Exercise prompt
Tally the lines of the material that carry the word "NoRuntime". Give no more than the number.

┄┄┄┄┄┄┄┄┄┄

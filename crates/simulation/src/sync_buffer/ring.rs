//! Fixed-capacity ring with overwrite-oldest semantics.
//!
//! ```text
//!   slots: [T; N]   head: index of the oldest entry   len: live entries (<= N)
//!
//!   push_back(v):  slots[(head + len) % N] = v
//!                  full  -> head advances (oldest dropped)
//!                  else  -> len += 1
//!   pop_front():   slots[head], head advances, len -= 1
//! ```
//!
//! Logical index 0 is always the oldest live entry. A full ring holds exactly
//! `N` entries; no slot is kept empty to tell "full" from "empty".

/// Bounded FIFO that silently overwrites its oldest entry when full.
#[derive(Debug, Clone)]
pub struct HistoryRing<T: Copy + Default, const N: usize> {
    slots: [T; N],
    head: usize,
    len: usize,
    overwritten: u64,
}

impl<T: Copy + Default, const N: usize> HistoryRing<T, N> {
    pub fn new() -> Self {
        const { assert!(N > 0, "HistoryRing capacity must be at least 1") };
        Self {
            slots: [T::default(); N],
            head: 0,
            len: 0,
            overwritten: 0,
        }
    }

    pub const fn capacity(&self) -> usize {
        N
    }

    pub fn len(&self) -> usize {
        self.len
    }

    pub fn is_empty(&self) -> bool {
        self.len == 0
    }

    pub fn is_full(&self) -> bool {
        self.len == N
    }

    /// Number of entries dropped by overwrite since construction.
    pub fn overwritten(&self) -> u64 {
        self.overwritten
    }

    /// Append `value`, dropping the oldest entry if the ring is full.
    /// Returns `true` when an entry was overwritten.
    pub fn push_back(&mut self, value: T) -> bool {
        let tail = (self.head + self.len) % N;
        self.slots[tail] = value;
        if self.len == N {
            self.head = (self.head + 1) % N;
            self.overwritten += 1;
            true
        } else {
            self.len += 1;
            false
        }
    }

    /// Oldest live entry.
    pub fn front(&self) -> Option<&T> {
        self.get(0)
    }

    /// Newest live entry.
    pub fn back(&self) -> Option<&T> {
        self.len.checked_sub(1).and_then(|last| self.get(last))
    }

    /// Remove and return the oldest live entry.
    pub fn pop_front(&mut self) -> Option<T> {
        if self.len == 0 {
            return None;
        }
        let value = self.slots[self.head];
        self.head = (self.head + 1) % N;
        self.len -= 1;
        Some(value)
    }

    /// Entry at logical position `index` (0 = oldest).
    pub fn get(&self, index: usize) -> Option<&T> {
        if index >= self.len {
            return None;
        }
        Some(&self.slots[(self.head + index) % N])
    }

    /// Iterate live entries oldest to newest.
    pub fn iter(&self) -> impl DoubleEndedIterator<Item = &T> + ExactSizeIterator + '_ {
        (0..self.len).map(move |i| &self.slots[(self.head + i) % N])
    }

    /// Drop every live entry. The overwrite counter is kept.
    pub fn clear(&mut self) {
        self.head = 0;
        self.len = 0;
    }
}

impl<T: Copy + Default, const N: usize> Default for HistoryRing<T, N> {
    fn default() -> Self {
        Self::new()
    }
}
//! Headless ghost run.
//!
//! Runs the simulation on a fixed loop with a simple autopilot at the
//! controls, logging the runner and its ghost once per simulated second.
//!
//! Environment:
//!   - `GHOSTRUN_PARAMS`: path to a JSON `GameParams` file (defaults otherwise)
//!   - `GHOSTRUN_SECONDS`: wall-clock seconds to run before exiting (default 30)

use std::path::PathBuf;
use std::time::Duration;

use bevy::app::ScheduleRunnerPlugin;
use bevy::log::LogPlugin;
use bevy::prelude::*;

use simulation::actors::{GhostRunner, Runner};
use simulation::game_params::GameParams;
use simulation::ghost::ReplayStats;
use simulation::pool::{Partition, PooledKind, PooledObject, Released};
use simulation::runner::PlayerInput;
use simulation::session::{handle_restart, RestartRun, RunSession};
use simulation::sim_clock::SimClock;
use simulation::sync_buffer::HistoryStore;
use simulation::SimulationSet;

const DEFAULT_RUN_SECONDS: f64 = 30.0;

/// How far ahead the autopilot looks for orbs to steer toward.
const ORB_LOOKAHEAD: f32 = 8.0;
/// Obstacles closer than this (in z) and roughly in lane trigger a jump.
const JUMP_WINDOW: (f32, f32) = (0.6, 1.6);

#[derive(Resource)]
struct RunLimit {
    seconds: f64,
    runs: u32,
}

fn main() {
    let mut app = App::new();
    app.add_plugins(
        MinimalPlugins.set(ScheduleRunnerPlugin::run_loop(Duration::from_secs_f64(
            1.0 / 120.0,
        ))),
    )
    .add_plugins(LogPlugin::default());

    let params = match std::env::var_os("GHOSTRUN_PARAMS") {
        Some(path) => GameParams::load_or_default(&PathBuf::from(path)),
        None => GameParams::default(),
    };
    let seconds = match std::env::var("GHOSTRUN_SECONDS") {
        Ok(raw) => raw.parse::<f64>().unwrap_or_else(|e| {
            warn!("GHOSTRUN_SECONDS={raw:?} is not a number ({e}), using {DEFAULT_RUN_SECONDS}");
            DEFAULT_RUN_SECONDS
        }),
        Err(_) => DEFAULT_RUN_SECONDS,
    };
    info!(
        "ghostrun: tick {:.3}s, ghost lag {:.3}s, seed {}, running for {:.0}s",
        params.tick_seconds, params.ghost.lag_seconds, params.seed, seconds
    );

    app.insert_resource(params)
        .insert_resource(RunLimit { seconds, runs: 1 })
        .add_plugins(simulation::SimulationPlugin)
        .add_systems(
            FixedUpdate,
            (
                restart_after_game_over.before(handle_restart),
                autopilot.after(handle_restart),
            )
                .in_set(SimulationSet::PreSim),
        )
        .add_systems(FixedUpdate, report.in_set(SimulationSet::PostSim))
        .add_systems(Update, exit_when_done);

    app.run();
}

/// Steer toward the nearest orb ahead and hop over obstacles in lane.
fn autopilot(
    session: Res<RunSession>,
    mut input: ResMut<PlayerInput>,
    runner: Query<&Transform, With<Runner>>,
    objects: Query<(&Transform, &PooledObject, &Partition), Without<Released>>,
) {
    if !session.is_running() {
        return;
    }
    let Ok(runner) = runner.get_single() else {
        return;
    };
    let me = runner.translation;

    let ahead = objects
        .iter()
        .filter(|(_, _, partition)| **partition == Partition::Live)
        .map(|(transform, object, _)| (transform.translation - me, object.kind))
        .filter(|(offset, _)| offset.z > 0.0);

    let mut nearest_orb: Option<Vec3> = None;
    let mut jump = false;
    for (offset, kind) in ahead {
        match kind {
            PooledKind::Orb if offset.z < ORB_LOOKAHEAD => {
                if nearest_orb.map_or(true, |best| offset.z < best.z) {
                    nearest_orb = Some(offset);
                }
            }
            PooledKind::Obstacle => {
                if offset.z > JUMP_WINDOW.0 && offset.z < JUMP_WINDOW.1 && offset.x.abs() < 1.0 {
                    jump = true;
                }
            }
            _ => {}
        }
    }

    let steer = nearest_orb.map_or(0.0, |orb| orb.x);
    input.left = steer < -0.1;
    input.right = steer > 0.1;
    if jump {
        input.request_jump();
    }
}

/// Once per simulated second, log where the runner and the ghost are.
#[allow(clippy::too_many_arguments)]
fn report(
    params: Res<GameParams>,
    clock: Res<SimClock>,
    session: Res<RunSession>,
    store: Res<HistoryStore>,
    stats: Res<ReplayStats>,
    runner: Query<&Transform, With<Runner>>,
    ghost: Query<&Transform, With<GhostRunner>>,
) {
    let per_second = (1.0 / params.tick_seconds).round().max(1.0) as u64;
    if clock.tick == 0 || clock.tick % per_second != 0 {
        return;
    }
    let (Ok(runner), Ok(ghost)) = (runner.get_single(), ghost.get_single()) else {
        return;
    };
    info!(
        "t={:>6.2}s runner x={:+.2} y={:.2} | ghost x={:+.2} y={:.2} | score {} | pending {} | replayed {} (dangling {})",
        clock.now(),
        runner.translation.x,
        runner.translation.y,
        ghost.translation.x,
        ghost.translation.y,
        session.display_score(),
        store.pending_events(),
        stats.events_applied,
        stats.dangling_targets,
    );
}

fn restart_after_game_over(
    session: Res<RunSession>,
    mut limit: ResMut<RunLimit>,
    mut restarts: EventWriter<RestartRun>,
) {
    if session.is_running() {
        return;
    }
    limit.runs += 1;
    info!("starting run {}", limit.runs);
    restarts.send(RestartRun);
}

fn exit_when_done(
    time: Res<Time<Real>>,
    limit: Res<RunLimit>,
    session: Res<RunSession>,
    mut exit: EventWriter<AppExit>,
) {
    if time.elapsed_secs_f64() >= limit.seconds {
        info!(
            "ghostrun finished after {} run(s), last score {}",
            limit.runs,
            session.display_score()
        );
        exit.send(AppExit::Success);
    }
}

┄┄┄┄┄┄┄┄┄┄

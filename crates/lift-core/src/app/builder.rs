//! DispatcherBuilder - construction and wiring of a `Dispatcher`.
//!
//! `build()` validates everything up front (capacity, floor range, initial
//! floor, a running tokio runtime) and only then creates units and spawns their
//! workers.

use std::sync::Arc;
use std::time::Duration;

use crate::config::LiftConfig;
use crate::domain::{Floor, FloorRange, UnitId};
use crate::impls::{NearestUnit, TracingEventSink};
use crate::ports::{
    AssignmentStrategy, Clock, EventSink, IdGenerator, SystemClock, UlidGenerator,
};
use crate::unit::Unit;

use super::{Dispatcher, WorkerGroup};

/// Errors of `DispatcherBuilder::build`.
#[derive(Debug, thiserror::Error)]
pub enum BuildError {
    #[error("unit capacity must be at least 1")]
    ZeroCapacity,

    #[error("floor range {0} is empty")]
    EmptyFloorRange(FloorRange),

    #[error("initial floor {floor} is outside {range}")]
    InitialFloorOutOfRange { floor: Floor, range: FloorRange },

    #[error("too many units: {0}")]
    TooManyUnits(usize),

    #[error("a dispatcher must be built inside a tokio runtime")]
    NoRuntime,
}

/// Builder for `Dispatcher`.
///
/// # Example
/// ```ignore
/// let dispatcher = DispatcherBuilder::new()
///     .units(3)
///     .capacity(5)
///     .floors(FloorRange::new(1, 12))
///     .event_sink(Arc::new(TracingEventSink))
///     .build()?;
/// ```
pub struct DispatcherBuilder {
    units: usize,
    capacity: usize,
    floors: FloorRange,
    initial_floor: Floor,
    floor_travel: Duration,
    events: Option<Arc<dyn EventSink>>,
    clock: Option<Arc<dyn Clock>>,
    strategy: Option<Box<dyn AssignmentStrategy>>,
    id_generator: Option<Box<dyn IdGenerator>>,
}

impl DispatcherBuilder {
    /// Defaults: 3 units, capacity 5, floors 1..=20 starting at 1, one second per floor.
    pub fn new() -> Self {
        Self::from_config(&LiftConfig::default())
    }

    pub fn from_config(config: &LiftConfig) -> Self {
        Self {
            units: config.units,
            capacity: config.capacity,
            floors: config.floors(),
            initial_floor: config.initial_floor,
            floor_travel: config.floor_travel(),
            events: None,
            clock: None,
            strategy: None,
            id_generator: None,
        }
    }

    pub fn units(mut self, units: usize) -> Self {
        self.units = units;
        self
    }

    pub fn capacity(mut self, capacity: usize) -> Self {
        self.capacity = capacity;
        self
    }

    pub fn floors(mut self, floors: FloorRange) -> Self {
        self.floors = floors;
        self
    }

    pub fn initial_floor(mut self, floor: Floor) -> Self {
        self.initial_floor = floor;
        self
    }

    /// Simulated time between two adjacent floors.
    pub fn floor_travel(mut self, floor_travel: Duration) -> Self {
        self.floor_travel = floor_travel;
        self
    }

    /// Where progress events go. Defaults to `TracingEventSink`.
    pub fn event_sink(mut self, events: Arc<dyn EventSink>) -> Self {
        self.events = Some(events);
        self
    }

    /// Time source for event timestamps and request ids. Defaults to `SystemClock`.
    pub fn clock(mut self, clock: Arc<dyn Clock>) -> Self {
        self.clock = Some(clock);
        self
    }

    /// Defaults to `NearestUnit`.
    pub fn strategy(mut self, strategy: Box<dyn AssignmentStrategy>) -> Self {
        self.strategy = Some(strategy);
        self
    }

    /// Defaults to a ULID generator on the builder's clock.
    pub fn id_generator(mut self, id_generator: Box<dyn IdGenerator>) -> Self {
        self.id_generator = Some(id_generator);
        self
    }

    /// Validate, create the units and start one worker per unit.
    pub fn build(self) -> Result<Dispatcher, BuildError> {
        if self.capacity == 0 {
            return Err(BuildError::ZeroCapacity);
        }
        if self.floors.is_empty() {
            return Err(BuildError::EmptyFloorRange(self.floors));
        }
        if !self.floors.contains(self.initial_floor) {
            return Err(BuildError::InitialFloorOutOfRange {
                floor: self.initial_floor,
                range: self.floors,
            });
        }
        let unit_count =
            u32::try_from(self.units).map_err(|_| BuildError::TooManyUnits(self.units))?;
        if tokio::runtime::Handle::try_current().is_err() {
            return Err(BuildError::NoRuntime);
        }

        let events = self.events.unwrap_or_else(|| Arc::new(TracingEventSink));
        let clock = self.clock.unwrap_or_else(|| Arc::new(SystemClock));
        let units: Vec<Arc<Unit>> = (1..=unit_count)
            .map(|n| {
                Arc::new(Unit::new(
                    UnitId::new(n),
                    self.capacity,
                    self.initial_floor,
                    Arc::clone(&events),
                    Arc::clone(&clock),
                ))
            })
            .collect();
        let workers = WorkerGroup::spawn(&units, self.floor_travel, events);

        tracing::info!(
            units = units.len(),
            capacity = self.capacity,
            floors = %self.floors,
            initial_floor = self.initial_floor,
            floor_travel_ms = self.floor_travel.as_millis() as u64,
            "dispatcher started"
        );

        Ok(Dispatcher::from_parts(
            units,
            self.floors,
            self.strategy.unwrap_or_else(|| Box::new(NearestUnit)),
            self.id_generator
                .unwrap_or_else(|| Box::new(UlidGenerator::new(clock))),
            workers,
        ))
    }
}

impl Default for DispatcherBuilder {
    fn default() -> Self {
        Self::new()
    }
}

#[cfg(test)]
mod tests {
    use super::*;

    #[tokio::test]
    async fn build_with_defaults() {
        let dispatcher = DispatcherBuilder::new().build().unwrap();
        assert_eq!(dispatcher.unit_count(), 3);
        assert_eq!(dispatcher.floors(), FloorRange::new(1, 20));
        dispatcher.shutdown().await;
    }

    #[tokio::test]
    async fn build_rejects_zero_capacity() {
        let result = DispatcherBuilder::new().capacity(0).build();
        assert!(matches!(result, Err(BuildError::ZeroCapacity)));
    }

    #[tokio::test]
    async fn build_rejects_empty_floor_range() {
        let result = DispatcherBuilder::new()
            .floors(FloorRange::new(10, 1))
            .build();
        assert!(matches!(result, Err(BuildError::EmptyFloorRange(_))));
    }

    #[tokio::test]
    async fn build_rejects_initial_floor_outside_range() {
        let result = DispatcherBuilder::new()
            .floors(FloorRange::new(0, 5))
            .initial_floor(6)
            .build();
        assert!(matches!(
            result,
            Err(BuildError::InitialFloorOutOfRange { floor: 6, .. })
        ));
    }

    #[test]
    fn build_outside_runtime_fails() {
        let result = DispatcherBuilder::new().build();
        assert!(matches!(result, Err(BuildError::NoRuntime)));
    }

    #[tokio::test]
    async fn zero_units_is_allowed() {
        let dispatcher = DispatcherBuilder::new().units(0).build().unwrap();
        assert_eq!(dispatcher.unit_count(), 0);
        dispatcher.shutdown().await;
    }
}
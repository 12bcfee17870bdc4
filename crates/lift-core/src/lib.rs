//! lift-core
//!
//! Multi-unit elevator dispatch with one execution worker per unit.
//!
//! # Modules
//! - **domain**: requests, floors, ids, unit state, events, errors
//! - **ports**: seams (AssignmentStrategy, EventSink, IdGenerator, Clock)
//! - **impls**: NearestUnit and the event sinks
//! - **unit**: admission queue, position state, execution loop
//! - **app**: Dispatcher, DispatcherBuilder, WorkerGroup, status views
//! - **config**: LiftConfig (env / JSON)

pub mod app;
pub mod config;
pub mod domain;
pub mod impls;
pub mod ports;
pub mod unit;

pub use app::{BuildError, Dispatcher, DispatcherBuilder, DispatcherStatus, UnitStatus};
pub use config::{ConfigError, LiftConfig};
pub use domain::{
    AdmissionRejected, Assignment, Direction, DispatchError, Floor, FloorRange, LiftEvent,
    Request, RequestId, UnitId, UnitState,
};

┄┄┄┄┄┄┄┄┄┄

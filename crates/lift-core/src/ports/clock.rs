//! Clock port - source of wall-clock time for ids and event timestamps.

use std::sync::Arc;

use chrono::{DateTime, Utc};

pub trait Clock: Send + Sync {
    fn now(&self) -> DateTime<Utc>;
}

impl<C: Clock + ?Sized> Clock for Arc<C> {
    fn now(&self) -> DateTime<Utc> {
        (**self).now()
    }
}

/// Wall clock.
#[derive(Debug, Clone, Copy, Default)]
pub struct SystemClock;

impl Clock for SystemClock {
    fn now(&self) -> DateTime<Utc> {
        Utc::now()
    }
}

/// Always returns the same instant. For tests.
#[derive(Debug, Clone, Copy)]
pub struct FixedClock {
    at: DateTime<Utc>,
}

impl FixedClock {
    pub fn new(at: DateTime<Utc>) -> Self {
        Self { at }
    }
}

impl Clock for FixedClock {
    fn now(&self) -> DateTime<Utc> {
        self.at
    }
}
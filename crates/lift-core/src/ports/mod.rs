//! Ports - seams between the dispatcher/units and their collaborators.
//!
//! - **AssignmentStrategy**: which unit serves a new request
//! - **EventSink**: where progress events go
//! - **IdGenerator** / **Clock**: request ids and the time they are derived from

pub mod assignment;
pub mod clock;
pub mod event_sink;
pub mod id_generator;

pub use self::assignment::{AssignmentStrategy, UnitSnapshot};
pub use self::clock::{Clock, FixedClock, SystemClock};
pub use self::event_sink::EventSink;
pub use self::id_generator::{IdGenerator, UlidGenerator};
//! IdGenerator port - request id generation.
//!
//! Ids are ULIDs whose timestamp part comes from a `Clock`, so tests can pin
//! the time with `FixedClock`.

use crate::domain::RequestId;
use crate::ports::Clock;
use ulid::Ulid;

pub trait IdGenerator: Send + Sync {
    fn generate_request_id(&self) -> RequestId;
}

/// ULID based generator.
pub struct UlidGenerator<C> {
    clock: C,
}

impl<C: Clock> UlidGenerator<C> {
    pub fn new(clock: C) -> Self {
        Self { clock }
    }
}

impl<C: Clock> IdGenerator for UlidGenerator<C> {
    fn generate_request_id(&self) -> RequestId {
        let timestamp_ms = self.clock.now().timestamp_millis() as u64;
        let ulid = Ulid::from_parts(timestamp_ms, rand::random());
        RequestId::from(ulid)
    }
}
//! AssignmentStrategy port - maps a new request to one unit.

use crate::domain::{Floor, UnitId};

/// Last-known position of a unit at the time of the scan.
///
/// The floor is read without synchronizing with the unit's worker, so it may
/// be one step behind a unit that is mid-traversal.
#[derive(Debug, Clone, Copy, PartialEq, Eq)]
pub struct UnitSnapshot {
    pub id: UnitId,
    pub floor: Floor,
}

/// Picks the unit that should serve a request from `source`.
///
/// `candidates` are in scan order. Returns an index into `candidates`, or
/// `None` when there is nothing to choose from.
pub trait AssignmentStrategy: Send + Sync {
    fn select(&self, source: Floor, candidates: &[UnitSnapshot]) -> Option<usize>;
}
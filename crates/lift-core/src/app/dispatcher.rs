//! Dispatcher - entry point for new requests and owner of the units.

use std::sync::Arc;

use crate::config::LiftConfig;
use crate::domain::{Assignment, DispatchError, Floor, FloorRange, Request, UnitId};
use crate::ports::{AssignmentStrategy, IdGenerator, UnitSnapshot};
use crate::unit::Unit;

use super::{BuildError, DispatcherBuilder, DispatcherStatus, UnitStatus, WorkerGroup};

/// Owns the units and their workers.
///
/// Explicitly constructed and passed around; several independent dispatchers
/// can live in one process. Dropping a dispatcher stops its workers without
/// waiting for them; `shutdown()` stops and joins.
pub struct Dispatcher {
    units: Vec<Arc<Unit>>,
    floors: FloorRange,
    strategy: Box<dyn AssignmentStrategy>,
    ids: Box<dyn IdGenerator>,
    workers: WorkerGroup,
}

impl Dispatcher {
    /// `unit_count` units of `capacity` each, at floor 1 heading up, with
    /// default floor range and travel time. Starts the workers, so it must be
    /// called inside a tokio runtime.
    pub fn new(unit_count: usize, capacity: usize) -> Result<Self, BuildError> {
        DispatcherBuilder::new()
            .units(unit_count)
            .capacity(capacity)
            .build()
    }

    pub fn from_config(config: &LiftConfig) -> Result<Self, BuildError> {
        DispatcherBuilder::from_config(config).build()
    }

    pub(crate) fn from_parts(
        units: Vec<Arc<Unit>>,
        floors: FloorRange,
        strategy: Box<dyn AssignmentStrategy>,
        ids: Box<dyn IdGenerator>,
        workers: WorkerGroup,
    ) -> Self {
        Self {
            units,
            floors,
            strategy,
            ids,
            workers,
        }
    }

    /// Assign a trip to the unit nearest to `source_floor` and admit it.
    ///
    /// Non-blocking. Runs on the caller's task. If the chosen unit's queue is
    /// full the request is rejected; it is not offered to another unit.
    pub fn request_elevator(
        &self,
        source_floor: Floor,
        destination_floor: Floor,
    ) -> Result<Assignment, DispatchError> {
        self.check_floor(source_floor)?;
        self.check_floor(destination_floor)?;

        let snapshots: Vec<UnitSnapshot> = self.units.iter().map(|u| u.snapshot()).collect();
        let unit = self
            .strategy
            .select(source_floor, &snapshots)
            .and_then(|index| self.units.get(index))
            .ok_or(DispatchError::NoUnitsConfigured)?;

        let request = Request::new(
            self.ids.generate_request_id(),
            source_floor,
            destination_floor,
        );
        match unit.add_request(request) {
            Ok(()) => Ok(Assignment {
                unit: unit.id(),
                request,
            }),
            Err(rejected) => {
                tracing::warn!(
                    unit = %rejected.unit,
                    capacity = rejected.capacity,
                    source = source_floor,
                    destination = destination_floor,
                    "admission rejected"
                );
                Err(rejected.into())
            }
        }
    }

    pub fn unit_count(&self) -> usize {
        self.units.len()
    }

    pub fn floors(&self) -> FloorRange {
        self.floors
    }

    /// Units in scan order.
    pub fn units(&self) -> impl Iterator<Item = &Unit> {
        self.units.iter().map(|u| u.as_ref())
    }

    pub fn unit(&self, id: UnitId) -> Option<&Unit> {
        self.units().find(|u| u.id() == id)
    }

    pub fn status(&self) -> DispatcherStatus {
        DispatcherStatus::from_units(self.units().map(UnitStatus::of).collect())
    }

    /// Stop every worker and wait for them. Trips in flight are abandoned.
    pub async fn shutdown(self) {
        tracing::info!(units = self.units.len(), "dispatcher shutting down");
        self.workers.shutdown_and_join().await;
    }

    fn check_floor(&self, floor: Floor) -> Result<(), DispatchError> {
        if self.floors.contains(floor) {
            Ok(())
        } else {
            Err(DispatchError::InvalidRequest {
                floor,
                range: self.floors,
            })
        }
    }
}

┄┄┄┄┄┄┄┄┄┄

Exercise response
3